RECORDS SUPPLIED:

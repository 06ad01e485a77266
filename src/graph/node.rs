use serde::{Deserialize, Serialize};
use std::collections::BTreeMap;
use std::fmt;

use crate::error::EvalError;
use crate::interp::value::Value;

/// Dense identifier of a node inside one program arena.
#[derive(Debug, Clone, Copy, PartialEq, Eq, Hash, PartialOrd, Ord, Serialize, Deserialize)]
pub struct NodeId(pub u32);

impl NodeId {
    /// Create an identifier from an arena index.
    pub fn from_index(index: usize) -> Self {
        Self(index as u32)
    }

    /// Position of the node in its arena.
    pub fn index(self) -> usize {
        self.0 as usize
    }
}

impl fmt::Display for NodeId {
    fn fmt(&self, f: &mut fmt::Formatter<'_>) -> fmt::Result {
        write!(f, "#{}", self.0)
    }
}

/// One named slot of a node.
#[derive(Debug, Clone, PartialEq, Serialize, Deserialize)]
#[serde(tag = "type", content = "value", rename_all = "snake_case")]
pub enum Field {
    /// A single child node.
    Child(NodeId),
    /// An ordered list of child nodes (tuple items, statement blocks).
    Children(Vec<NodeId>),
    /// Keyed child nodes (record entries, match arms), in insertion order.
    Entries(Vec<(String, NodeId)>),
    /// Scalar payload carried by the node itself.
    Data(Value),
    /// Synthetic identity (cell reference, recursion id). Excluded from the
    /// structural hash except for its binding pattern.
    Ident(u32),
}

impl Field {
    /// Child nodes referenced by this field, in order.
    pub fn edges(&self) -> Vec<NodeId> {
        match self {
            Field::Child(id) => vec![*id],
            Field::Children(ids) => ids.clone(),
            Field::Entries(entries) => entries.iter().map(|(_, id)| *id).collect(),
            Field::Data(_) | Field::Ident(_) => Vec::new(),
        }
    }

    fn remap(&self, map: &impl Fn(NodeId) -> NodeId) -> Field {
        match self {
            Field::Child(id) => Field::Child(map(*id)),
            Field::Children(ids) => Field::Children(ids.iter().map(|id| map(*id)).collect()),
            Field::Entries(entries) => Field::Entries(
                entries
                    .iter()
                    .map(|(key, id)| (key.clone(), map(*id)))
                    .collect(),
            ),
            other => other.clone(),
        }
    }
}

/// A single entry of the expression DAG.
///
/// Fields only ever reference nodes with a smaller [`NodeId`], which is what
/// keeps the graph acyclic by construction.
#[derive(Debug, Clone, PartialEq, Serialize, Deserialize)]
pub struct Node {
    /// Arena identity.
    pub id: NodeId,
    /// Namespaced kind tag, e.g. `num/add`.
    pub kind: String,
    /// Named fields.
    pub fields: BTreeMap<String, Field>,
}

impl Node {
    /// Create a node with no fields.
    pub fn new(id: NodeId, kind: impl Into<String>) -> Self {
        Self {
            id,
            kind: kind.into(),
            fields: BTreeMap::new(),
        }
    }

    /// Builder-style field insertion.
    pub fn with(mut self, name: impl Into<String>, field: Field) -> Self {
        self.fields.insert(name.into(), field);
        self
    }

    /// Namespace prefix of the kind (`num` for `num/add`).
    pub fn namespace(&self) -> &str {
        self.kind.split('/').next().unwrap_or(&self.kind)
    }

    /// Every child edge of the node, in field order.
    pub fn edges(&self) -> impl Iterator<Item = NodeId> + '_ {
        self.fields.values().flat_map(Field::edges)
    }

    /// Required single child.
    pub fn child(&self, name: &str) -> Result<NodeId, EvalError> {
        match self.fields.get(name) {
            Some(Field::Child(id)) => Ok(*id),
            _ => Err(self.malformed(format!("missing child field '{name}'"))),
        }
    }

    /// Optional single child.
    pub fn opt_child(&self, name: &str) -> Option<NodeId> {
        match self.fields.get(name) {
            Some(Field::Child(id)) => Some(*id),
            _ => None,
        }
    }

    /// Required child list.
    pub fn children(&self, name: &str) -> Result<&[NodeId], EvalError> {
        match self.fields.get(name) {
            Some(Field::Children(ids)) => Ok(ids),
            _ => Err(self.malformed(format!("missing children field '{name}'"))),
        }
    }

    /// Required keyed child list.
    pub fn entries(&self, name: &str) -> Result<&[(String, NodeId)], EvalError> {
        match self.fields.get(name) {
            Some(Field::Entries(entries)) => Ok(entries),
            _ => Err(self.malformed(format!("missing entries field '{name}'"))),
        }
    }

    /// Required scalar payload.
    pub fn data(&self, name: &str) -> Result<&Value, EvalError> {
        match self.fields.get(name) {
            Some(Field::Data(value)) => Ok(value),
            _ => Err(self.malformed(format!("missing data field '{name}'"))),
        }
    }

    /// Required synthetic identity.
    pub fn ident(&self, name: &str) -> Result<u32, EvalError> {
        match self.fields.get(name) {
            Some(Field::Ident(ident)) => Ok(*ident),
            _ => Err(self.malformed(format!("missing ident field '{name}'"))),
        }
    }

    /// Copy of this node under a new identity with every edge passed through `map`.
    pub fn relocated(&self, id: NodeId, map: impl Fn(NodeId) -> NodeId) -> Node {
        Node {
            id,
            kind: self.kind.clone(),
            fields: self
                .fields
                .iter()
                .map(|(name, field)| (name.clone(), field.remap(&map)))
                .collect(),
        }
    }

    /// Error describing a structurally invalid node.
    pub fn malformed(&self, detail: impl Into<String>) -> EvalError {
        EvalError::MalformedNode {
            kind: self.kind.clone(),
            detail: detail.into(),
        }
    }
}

WORK TASK:
Transcribe the listing in full, line by line.

YOUR SOLUTION:
repository 06ad01e485a77266
filename src/graph/node.rs
use serde::{Deserialize, Serialize};
use std::collections::BTreeMap;
use std::fmt;

use crate::error::EvalError;
use crate::interp::value::Value;

/// Dense identifier of a node inside one program arena.
#[derive(Debug, Clone, Copy, PartialEq, Eq, Hash, PartialOrd, Ord, Serialize, Deserialize)]
pub struct NodeId(pub u32);

impl NodeId {
    /// Create an identifier from an arena index.
    pub fn from_index(index: usize) -> Self {
        Self(index as u32)
    }

    /// Position of the node in its arena.
    pub fn index(self) -> usize {
        self.0 as usize
    }
}

impl fmt::Display for NodeId {
    fn fmt(&self, f: &mut fmt::Formatter<'_>) -> fmt::Result {
        write!(f, "#{}", self.0)
    }
}

/// One named slot of a node.
#[derive(Debug, Clone, PartialEq, Serialize, Deserialize)]
#[serde(tag = "type", content = "value", rename_all = "snake_case")]
pub enum Field {
    /// A single child node.
    Child(NodeId),
    /// An ordered list of child nodes (tuple items, statement blocks).
    Children(Vec<NodeId>),
    /// Keyed child nodes (record entries, match arms), in insertion order.
    Entries(Vec<(String, NodeId)>),
    /// Scalar payload carried by the node itself.
    Data(Value),
    /// Synthetic identity (cell reference, recursion id). Excluded from the
    /// structural hash except for its binding pattern.
    Ident(u32),
}

impl Field {
    /// Child nodes referenced by this field, in order.
    pub fn edges(&self) -> Vec<NodeId> {
        match self {
            Field::Child(id) => vec![*id],
            Field::Children(ids) => ids.clone(),
            Field::Entries(entries) => entries.iter().map(|(_, id)| *id).collect(),
            Field::Data(_) | Field::Ident(_) => Vec::new(),
        }
    }

    fn remap(&self, map: &impl Fn(NodeId) -> NodeId) -> Field {
        match self {
            Field::Child(id) => Field::Child(map(*id)),
            Field::Children(ids) => Field::Children(ids.iter().map(|id| map(*id)).collect()),
            Field::Entries(entries) => Field::Entries(
                entries
                    .iter()
                    .map(|(key, id)| (key.clone(), map(*id)))
                    .collect(),
            ),
            other => other.clone(),
        }
    }
}

/// A single entry of the expression DAG.
///
/// Fields only ever reference nodes with a smaller [`NodeId`], which is what
/// keeps the graph acyclic by construction.
#[derive(Debug, Clone, PartialEq, Serialize, Deserialize)]
pub struct Node {
    /// Arena identity.
    pub id: NodeId,
    /// Namespaced kind tag, e.g. `num/add`.
    pub kind: String,
    /// Named fields.
    pub fields: BTreeMap<String, Field>,
}

impl Node {
    /// Create a node with no fields.
    pub fn new(id: NodeId, kind: impl Into<String>) -> Self {
        Self {
            id,
            kind: kind.into(),
            fields: BTreeMap::new(),
        }
    }

    /// Builder-style field insertion.
    pub fn with(mut self, name: impl Into<String>, field: Field) -> Self {
        self.fields.insert(name.into(), field);
        self
    }

    /// Namespace prefix of the kind (`num` for `num/add`).
    pub fn namespace(&self) -> &str {
        self.kind.split('/').next().unwrap_or(&self.kind)
    }

    /// Every child edge of the node, in field order.
    pub fn edges(&self) -> impl Iterator<Item = NodeId> + '_ {
        self.fields.values().flat_map(Field::edges)
    }

    /// Required single child.
    pub fn child(&self, name: &str) -> Result<NodeId, EvalError> {
        match self.fields.get(name) {
            Some(Field::Child(id)) => Ok(*id),
            _ => Err(self.malformed(format!("missing child field '{name}'"))),
        }
    }

    /// Optional single child.
    pub fn opt_child(&self, name: &str) -> Option<NodeId> {
        match self.fields.get(name) {
            Some(Field::Child(id)) => Some(*id),
            _ => None,
        }
    }

    /// Required child list.
    pub fn children(&self, name: &str) -> Result<&[NodeId], EvalError> {
        match self.fields.get(name) {
            Some(Field::Children(ids)) => Ok(ids),
            _ => Err(self.malformed(format!("missing children field '{name}'"))),
        }
    }

    /// Required keyed child list.
    pub fn entries(&self, name: &str) -> Result<&[(String, NodeId)], EvalError> {
        match self.fields.get(name) {
            Some(Field::Entries(entries)) => Ok(entries),
            _ => Err(self.malformed(format!("missing entries field '{name}'"))),
        }
    }

    /// Required scalar payload.
    pub fn data(&self, name: &str) -> Result<&Value, EvalError> {
        match self.fields.get(name) {
            Some(Field::Data(value)) => Ok(value),
            _ => Err(self.malformed(format!("missing data field '{name}'"))),
        }
    }

    /// Required synthetic identity.
    pub fn ident(&self, name: &str) -> Result<u32, EvalError> {
        match self.fields.get(name) {
            Some(Field::Ident(ident)) => Ok(*ident),
            _ => Err(self.malformed(format!("missing ident field '{name}'"))),
        }
    }

    /// Copy of this node under a new identity with every edge passed through `map`.
    pub fn relocated(&self, id: NodeId, map: impl Fn(NodeId) -> NodeId) -> Node {
        Node {
            id,
            kind: self.kind.clone(),
            fields: self
                .fields
                .iter()
                .map(|(name, field)| (name.clone(), field.remap(&map)))
                .collect(),
        }
    }

    /// Error describing a structurally invalid node.
    pub fn malformed(&self, detail: impl Into<String>) -> EvalError {
        EvalError::MalformedNode {
            kind: self.kind.clone(),
            detail: detail.into(),
        }
    }
}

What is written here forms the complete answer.